July 18, 2023
For two years from the inception of the pandemic, the Federal Reserve kept short-term interest rates close to zero. Then as the pandemic waned and the economy bounced back, the Fed went on an inflation fighting campaign and they raised rates at ten straight meetings over a 15-month period. At the last meeting in June, they finally took a breath and paused. This means for the first time in approximately 3.5 years, we are now guessing whether the Fed will act to raise interest rates.
Last month in testimony before Congress, Fed Chair Powell was clear that they were not finished raising interest rates as the fight against inflation has seen progress, but there was a way to go before we bring inflation back to the target of 2.0%. Thus, the monthly progression of inflation is being watched like a hawk – in this case an inflation hawk. Last week we saw the release of the Consumer and Producer Price Indices, which both showed inflation easing monthly and year-over-year. We have not reached the Fed’s goals, but we are inching closer each month.
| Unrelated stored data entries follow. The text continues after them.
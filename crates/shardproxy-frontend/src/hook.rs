//! Invocation instrumentation around one command turn

use crate::metrics::{ACTIVE_COMMANDS, BACKEND_CONNECTIONS};
use std::time::Instant;
use tracing::trace;

/// Observer called at the very start and the very end of a command turn
pub trait InvocationHook: Send {
    fn start(&mut self);

    /// `connection_count` is the backend pool size the turn ended with, or 0
    /// when the turn failed before reaching the backend
    fn finish(&mut self, connection_count: usize);
}

/// Reports turn activity to the Prometheus registry
#[derive(Debug, Default)]
pub struct MetricsInvokeHook {
    started_at: Option<Instant>,
}

impl MetricsInvokeHook {
    pub fn new() -> Self {
        Self::default()
    }
}

impl InvocationHook for MetricsInvokeHook {
    fn start(&mut self) {
        self.started_at = Some(Instant::now());
        ACTIVE_COMMANDS.inc();
    }

    fn finish(&mut self, connection_count: usize) {
        // finish without start is tolerated so the gauge never goes negative
        if let Some(started_at) = self.started_at.take() {
            ACTIVE_COMMANDS.dec();
            trace!(
                elapsed_us = started_at.elapsed().as_micros() as u64,
                connection_count,
                "Command turn finished"
            );
        }
        BACKEND_CONNECTIONS.set(connection_count as i64);
    }
}
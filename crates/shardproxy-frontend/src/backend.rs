//! Backend connection boundary
//!
//! The front end never routes or executes SQL itself. It borrows a
//! `BackendConnection` (the logical session against the sharded backends)
//! for one command turn and gives it back on every exit path.

use crate::mysql::protocol::constants::MYSQL_TYPE_VAR_STRING;
use async_trait::async_trait;
use shardproxy_common::Result;
use std::sync::Arc;
use tracing::debug;

/// Name, type and display metadata for one result column
#[derive(Debug, Clone, PartialEq, Eq)]
pub struct QueryHeader {
    pub schema: String,
    pub table: String,
    pub column_label: String,
    pub column_name: String,
    pub column_length: u32,
    pub column_type: u8,
    pub flags: u16,
    pub decimals: u8,
}

impl QueryHeader {
    pub fn new(
        schema: impl Into<String>,
        table: impl Into<String>,
        column_name: impl Into<String>,
        column_type: u8,
    ) -> Self {
        let column_name = column_name.into();
        Self {
            schema: schema.into(),
            table: table.into(),
            column_label: column_name.clone(),
            column_name,
            column_length: 255,
            column_type,
            flags: 0,
            decimals: 0,
        }
    }

    /// Text column with no table, as produced by expressions like `SELECT 1`
    pub fn expression(label: impl Into<String>) -> Self {
        Self::new("", "", label, MYSQL_TYPE_VAR_STRING)
    }

    pub fn with_label(mut self, label: impl Into<String>) -> Self {
        self.column_label = label.into();
        self
    }
}

/// One row in text form; `None` is SQL NULL
pub type TextRow = Vec<Option<String>>;

/// Lazily pulled rows of a backend result set
#[async_trait]
pub trait ResultCursor: Send {
    /// Next row, or `None` once the result set is exhausted.
    /// Failures are reported as `ProxyError::RowMaterialization`.
    async fn next_row(&mut self) -> Result<Option<TextRow>>;
}

/// What the backend produced for one statement
pub enum ExecuteOutcome {
    ResultSet {
        headers: Vec<QueryHeader>,
        cursor: Box<dyn ResultCursor>,
    },
    Update {
        affected_rows: u64,
        last_insert_id: u64,
    },
}

impl std::fmt::Debug for ExecuteOutcome {
    fn fmt(&self, f: &mut std::fmt::Formatter<'_>) -> std::fmt::Result {
        match self {
            ExecuteOutcome::ResultSet { headers, .. } => f
                .debug_struct("ResultSet")
                .field("columns", &headers.len())
                .finish(),
            ExecuteOutcome::Update {
                affected_rows,
                last_insert_id,
            } => f
                .debug_struct("Update")
                .field("affected_rows", affected_rows)
                .field("last_insert_id", last_insert_id)
                .finish(),
        }
    }
}

/// Logical session against the sharded backends.
///
/// Shared for a client connection's lifetime but held by exactly one command
/// turn at a time.
#[async_trait]
pub trait BackendConnection: Send + Sync {
    /// Block until a release/reset requested by a previous turn has completed
    async fn await_release_if_pending(&self);

    /// Return held backend resources. Called once at the end of every turn.
    fn close(&self);

    /// Number of physical backend connections currently held
    fn pool_size(&self) -> usize;

    async fn execute(&self, sql: &str) -> Result<ExecuteOutcome>;

    async fn use_schema(&self, schema: &str) -> Result<()>;

    async fn close_statement(&self, statement_id: u32) -> Result<()>;
}

/// Scoped borrow of a backend connection for one command turn.
///
/// Dropping the lease closes the connection, so every exit path of the turn
/// (normal return, mapped error, panic unwinding) releases it.
pub struct ConnectionLease {
    connection: Arc<dyn BackendConnection>,
}

impl ConnectionLease {
    pub fn new(connection: Arc<dyn BackendConnection>) -> Self {
        Self { connection }
    }

    pub fn connection(&self) -> &Arc<dyn BackendConnection> {
        &self.connection
    }
}

impl Drop for ConnectionLease {
    fn drop(&mut self) {
        debug!(pool_size = self.connection.pool_size(), "Releasing backend connection");
        self.connection.close();
    }
}
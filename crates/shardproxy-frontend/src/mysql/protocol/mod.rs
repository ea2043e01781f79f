//! MySQL wire protocol definitions
//!
//! Contains constants, the inbound payload reader and the outbound packet builders.

pub mod constants;
pub mod packets;
pub mod payload;

pub use packets::{MySqlPacket, SequenceId};
pub use payload::PacketPayload;
//! Error types for shardproxy services

use std::fmt;

/// Result type alias using ProxyError
pub type Result<T> = std::result::Result<T, ProxyError>;

/// Error code reported for commands the front end does not implement
pub const UNSUPPORTED_COMMAND_CODE: u16 = 10001;

/// Error code reported for failures that are not classified
pub const UNKNOWN_EXCEPTION_CODE: u16 = 10002;

/// MySQL `ER_MALFORMED_PACKET`
pub const MALFORMED_PACKET_CODE: u16 = 1835;

/// A failure reported by a backend in the shape the client protocol understands:
/// vendor error code, five character SQL state and message.
#[derive(Debug, Clone, PartialEq, Eq)]
pub struct SqlError {
    pub error_code: u16,
    pub sql_state: String,
    pub message: String,
}

impl SqlError {
    pub fn new(error_code: u16, sql_state: impl Into<String>, message: impl Into<String>) -> Self {
        Self {
            error_code,
            sql_state: sql_state.into(),
            message: message.into(),
        }
    }
}

impl fmt::Display for SqlError {
    fn fmt(&self, f: &mut fmt::Formatter<'_>) -> fmt::Result {
        write!(f, "{} ({}): {}", self.error_code, self.sql_state, self.message)
    }
}

impl std::error::Error for SqlError {}

/// Main error type for shardproxy services
#[derive(Debug, thiserror::Error)]
pub enum ProxyError {
    /// Inbound frame could not be decoded
    #[error("Malformed packet: {0}")]
    MalformedPacket(String),

    /// Command type byte is not implemented by this front end
    #[error("Unsupported command: [{0}]")]
    UnsupportedCommand(String),

    /// Backend rejected the statement
    #[error("Execution failed: {0}")]
    Execution(SqlError),

    /// Backend failed while producing the next row of a result set
    #[error("Row materialization failed: {0}")]
    RowMaterialization(SqlError),

    /// Client transport failure
    #[error("Transport error: {0}")]
    Transport(#[from] std::io::Error),

    /// Configuration error
    #[error("Configuration error: {0}")]
    Config(String),

    /// Internal invariant violation
    #[error("Internal error: {0}")]
    Internal(String),
}

impl ProxyError {
    /// Create an internal error from any error type
    pub fn internal<E: fmt::Display>(err: E) -> Self {
        ProxyError::Internal(err.to_string())
    }

    /// Get the error code for this error type
    pub fn code(&self) -> &'static str {
        match self {
            ProxyError::MalformedPacket(_) => "MALFORMED_PACKET",
            ProxyError::UnsupportedCommand(_) => "UNSUPPORTED_COMMAND",
            ProxyError::Execution(_) => "EXECUTION_FAILED",
            ProxyError::RowMaterialization(_) => "ROW_MATERIALIZATION_FAILED",
            ProxyError::Transport(_) => "TRANSPORT_ERROR",
            ProxyError::Config(_) => "CONFIG_ERROR",
            ProxyError::Internal(_) => "INTERNAL",
        }
    }

    /// Whether the client should see this failure with its own error code.
    ///
    /// Everything else is reported as an unknown exception.
    pub fn is_recoverable(&self) -> bool {
        matches!(
            self,
            ProxyError::MalformedPacket(_)
                | ProxyError::UnsupportedCommand(_)
                | ProxyError::Execution(_)
                | ProxyError::RowMaterialization(_)
        )
    }

    /// Structured client error for recoverable failures
    pub fn sql_error(&self) -> Option<SqlError> {
        match self {
            ProxyError::MalformedPacket(detail) => Some(SqlError::new(
                MALFORMED_PACKET_CODE,
                "HY000",
                format!("Malformed communication packet: {}", detail),
            )),
            ProxyError::UnsupportedCommand(command) => Some(SqlError::new(
                UNSUPPORTED_COMMAND_CODE,
                "C10001",
                format!("Unsupported command: [{}]", command),
            )),
            ProxyError::Execution(err) | ProxyError::RowMaterialization(err) => Some(err.clone()),
            _ => None,
        }
    }
}
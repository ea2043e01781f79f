//! shardproxy Common Library
//!
//! Shared error taxonomy and configuration for all shardproxy services.

pub mod config;
pub mod error;

// Re-export commonly used types
pub use config::ProxyProperties;
pub use error::{ProxyError, Result, SqlError};
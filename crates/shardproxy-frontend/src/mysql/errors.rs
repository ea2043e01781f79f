//! Error frames for failed command turns
//!
//! A recoverable failure keeps its own error code and continues the turn's
//! numbering. Anything else becomes an unknown-exception frame at a fixed
//! sequence id, whatever has been written so far.

use super::protocol::{MySqlPacket, SequenceId};
use shardproxy_common::error::UNKNOWN_EXCEPTION_CODE;
use shardproxy_common::{ProxyError, SqlError};

/// Sequence id of the unknown-exception frame
pub const UNEXPECTED_ERROR_SEQUENCE_ID: SequenceId = SequenceId::new(1);

/// SQL state of the unknown-exception frame
pub const UNKNOWN_EXCEPTION_SQL_STATE: &str = "C10002";

/// Error frame for `err`, given the last sequence id consumed in this turn
pub fn error_packet(err: &ProxyError, current_sequence_id: SequenceId) -> MySqlPacket {
    match err.sql_error() {
        Some(sql_error) => MySqlPacket::err(current_sequence_id.next(), &sql_error),
        None => MySqlPacket::err(
            UNEXPECTED_ERROR_SEQUENCE_ID,
            &unknown_exception(&err.to_string()),
        ),
    }
}

/// Generic client error wrapping a raw failure description
pub fn unknown_exception(description: &str) -> SqlError {
    SqlError::new(
        UNKNOWN_EXCEPTION_CODE,
        UNKNOWN_EXCEPTION_SQL_STATE,
        format!("Unknown exception: [{}]", description),
    )
}
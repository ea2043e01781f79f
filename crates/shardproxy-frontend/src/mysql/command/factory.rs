//! Command factory
//!
//! Turns the payload of one client frame into a command object. The payload
//! is consumed here, so the frame buffer is released as soon as the command
//! has been built.

use super::{
    ComInitDbPacket, ComPingPacket, ComQueryPacket, ComQuitPacket, ComStmtClosePacket,
    CommandPacket,
};
use crate::backend::BackendConnection;
use crate::mysql::protocol::constants::{
    command_name, COM_INIT_DB, COM_PING, COM_QUERY, COM_QUIT, COM_STMT_CLOSE,
};
use crate::mysql::protocol::{PacketPayload, SequenceId};
use shardproxy_common::{ProxyError, Result};
use std::sync::Arc;
use tracing::debug;

pub struct CommandPacketFactory;

impl CommandPacketFactory {
    /// Build the command for `payload`, which starts at the command type byte
    ///
    /// `sequence_id` is the request's own sequence byte. Replies are numbered
    /// from the turn counter, so it is only reported here.
    pub fn new_instance(
        sequence_id: SequenceId,
        mut payload: PacketPayload,
        backend: Arc<dyn BackendConnection>,
    ) -> Result<CommandPacket> {
        let command_type = payload.read_int1()?;
        debug!(
            sequence_id = %sequence_id,
            command = %command_name(command_type),
            "Decoding command"
        );
        let command = match command_type {
            COM_QUERY => {
                let sql = payload.read_string_eof()?;
                CommandPacket::Query(Box::new(ComQueryPacket::new(sql, backend)))
            }
            COM_INIT_DB => {
                let schema = payload.read_string_eof()?;
                CommandPacket::Simple(Box::new(ComInitDbPacket::new(schema, backend)))
            }
            COM_PING => CommandPacket::Simple(Box::new(ComPingPacket)),
            COM_QUIT => CommandPacket::Simple(Box::new(ComQuitPacket)),
            COM_STMT_CLOSE => {
                let statement_id = payload.read_int4()?;
                CommandPacket::Simple(Box::new(ComStmtClosePacket::new(statement_id, backend)))
            }
            other => return Err(ProxyError::UnsupportedCommand(command_name(other))),
        };
        Ok(command)
    }
}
While these numbers are important, there are other indicators the Fed is watching. For example, wage inflation and the Personal Consumption Expenditures Price Index (PCE). The PCE will be released at the end of the month together with data on personal spending. Wage inflation comes early in August with the jobs report. A lot of numbers to consider and the Fed does not meet in August. Could they move to raise rates one more time in July because there will gap between meetings? Let the guessing games begin!